8. Pre-commit hooks: husky + lint-staged
Enforce linting and formatting before code is committed:
# Install husky and lint-staged
npm install -D husky lint-staged
# Initialize husky
npx husky init
Create .husky/pre-commit:
npx lint-staged
Add to package.json:
{
"lint-staged": {
"*.{ts,tsx}": [
"eslint --fix",
"prettier --write"
],
"*.{json,md,css}": [
"prettier --write"
]
}
}
What happens on git commit:
- husky triggers the pre-commit hook
- lint-staged runs on only the staged files (not the entire project)
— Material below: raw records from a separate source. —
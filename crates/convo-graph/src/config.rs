//! Graph builder configuration.

use std::fmt;
use std::str::FromStr;

use serde::{Deserialize, Serialize};

use convo_topics::{ClusteringConfig, LabelingConfig};

use crate::error::GraphError;

/// Neighbor search strategy.
#[derive(Debug, Clone, Copy, Default, PartialEq, Eq, Serialize, Deserialize)]
#[serde(rename_all = "snake_case")]
pub enum NeighborStrategy {
    /// Materialize the full similarity matrix
    #[default]
    Exact,
    /// Scan in row blocks with a bounded heap per node
    Blocked,
}

impl fmt::Display for NeighborStrategy {
    fn fmt(&self, f: &mut fmt::Formatter<'_>) -> fmt::Result {
        match self {
            NeighborStrategy::Exact => f.write_str("exact"),
            NeighborStrategy::Blocked => f.write_str("blocked"),
        }
    }
}

impl FromStr for NeighborStrategy {
    type Err = GraphError;

    fn from_str(s: &str) -> Result<Self, Self::Err> {
        match s.to_ascii_lowercase().as_str() {
            "exact" => Ok(NeighborStrategy::Exact),
            "blocked" => Ok(NeighborStrategy::Blocked),
            other => Err(GraphError::InvalidConfig(format!(
                "unknown neighbor strategy '{}' (expected exact or blocked)",
                other
            ))),
        }
    }
}

/// Configuration for [`SimilarityGraphBuilder`](crate::SimilarityGraphBuilder).
#[derive(Debug, Clone, Serialize, Deserialize)]
pub struct GraphConfig {
    /// Minimum cosine similarity for an edge
    #[serde(default = "default_threshold")]
    pub threshold: f32,

    /// Maximum neighbors selected from each node's candidate search
    #[serde(default = "default_top_k")]
    pub top_k: usize,

    /// Neighbor search strategy
    #[serde(default)]
    pub strategy: NeighborStrategy,

    /// Rows per block for the blocked strategy
    #[serde(default = "default_block_size")]
    pub block_size: usize,

    /// K-means settings (including the cluster cap)
    #[serde(default)]
    pub clustering: ClusteringConfig,

    /// Keyword labeling settings
    #[serde(default)]
    pub labeling: LabelingConfig,
}

impl Default for GraphConfig {
    fn default() -> Self {
        Self {
            threshold: default_threshold(),
            top_k: default_top_k(),
            strategy: NeighborStrategy::default(),
            block_size: default_block_size(),
            clustering: ClusteringConfig::default(),
            labeling: LabelingConfig::default(),
        }
    }
}

fn default_threshold() -> f32 {
    0.3
}
fn default_top_k() -> usize {
    5
}
fn default_block_size() -> usize {
    256
}

impl GraphConfig {
    /// Set the similarity threshold.
    pub fn with_threshold(mut self, threshold: f32) -> Self {
        self.threshold = threshold;
        self
    }

    /// Set the per-node neighbor cap.
    pub fn with_top_k(mut self, top_k: usize) -> Self {
        self.top_k = top_k;
        self
    }

    /// Set the neighbor search strategy.
    pub fn with_strategy(mut self, strategy: NeighborStrategy) -> Self {
        self.strategy = strategy;
        self
    }

    /// Validate configuration values.
    ///
    /// Any non-NaN threshold is accepted; one above 1.0 selects no edges.
    /// A `top_k` of zero is also valid and selects no edges.
    pub fn validate(&self) -> Result<(), GraphError> {
        if self.threshold.is_nan() {
            return Err(GraphError::InvalidConfig(
                "threshold must be a number, got NaN".to_string(),
            ));
        }
        if self.block_size == 0 {
            return Err(GraphError::InvalidConfig(
                "block_size must be > 0".to_string(),
            ));
        }
        self.clustering.validate()?;
        self.labeling.validate()?;
        Ok(())
    }
}

#[cfg(test)]
mod tests {
    use super::*;

    #[test]
    fn test_defaults() {
        let config = GraphConfig::default();
        assert!((config.threshold - 0.3).abs() < f32::EPSILON);
        assert_eq!(config.top_k, 5);
        assert_eq!(config.strategy, NeighborStrategy::Exact);
        assert_eq!(config.clustering.max_clusters, 8);
        assert_eq!(config.labeling.top_keywords, 3);
        assert!(config.validate().is_ok());
    }

    #[test]
    fn test_validation() {
        assert!(GraphConfig::default().with_top_k(0).validate().is_ok());
        assert!(GraphConfig::default().with_threshold(1.5).validate().is_ok());
        assert!(GraphConfig::default().with_threshold(-2.0).validate().is_ok());
        assert!(GraphConfig::default()
            .with_threshold(f32::NAN)
            .validate()
            .is_err());

        let mut config = GraphConfig::default();
        config.block_size = 0;
        assert!(matches!(config.validate(), Err(GraphError::InvalidConfig(_))));

        let mut config = GraphConfig::default();
        config.clustering.n_init = 0;
        assert!(matches!(config.validate(), Err(GraphError::Topics(_))));
    }

    #[test]
    fn test_strategy_from_str() {
        assert_eq!("exact".parse::<NeighborStrategy>().unwrap(), NeighborStrategy::Exact);
        assert_eq!(
            "Blocked".parse::<NeighborStrategy>().unwrap(),
            NeighborStrategy::Blocked
        );
        assert!("approximate".parse::<NeighborStrategy>().is_err());
        assert_eq!(NeighborStrategy::Blocked.to_string(), "blocked");
    }

    #[test]
    fn test_deserialize_partial() {
        let config: GraphConfig =
            serde_json::from_str(r#"{"top_k": 3, "strategy": "blocked"}"#).unwrap();
        assert_eq!(config.top_k, 3);
        assert_eq!(config.strategy, NeighborStrategy::Blocked);
        assert!((config.threshold - 0.3).abs() < f32::EPSILON);
        assert_eq!(config.clustering.n_init, 10);
    }
}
- ESLint fixes what it can
- Prettier formats the files
- If ESLint finds unfixable errors, the commit is blocked
- Fixed files are automatically re-staged
Benefits:
- Bad code never enters the repository
- Only staged files are checked (fast)
- Auto-fixes are applied before commit
9. CI pipeline: typecheck + lint + format check
A complete CI configuration (GitHub Actions example):
# .github/workflows/ci.yml
name: CI
on: [push, pull_request]
jobs:
check:
runs-on: ubuntu-latest
steps:
- uses: actions/checkout@v4
- uses: actions/setup-node@v4
with:
node-version: 20
cache: npm
- run: npm ci
- name: Type check
run: npx tsc --noEmit
- name: Lint
run: npx eslint src/ --ext .ts,.tsx
- name: Format check
run: npx prettier --check src/
- name: Test
run: npm test
The pipeline script in package.json:
{
"scripts": {
"typecheck": "tsc --noEmit",
"lint": "eslint src/ --ext .ts,.tsx",
"lint:fix": "eslint src/ --ext .ts,.tsx --fix",
"format": "prettier --write src/",
"format:check": "prettier --check src/",
"test": "vitest run",
"ci": "npm run typecheck && npm run lint && npm run format:check && npm run test"
}
}
10. Real setup: complete ESLint + Prettier config
Here is a complete, production-ready setup:
# Install all dependencies
npm install -D \
typescript \
eslint \
@typescript-eslint/parser \
@typescript-eslint/eslint-plugin \
prettier \
eslint-config-prettier \
husky \
lint-staged
eslint.config.js (flat config):
import eslint from "@eslint/js";
import tseslint from "typescript-eslint";
import prettierConfig from "eslint-config-prettier";
export default tseslint.config(
eslint.configs.recommended,
...tseslint.configs.recommended,
prettierConfig,
{
rules: {
"@typescript-eslint/no-explicit-any": "error",
"@typescript-eslint/no-unused-vars": ["error", {
argsIgnorePattern: "^_",
varsIgnorePattern: "^_",
}],
"@typescript-eslint/consistent-type-imports": ["error", {
prefer: "type-imports",
}],
},
},
{
ignores: ["dist/", "node_modules/", "coverage/"],
},
);
.prettierrc:
{
"semi": true,
"singleQuote": true,
"tabWidth": 2,
"trailingComma": "all",
"printWidth": 100
}
package.json scripts:
{
"scripts": {
"dev": "tsx watch src/index.ts",
"build": "tsc",
"start": "node dist/index.js",
"typecheck": "tsc --noEmit",
"lint": "eslint src/ --ext .ts,.tsx",
"lint:fix": "eslint src/ --ext .ts,.tsx --fix",
"format": "prettier --write src/",
"format:check": "prettier --check src/",
"test": "vitest run",
"ci": "npm run typecheck && npm run lint && npm run format:check && npm run test"
},
"lint-staged": {
"*.{ts,tsx}": ["eslint --fix", "prettier --write"],
"*.{json,md,css}": ["prettier --write"]
}
}
Key takeaways
- ESLint catches code quality issues that TypeScript's type system misses — use
@typescript-eslintpackages. - Prettier enforces consistent formatting — keep it opinionated, do not fight it.
- Use
eslint-config-prettierto prevent ESLint/Prettier conflicts. - Format on save in VS Code eliminates manual formatting.
- husky + lint-staged enforce standards before code is committed.
- CI pipeline: typecheck + lint + format check + test + build — in that order.
Explain-It Challenge
Explain without notes:
- What is the difference between what ESLint catches and what TypeScript catches?
- Why do you need
eslint-config-prettierwhen using both tools? - How do husky and lint-staged work together to enforce code quality?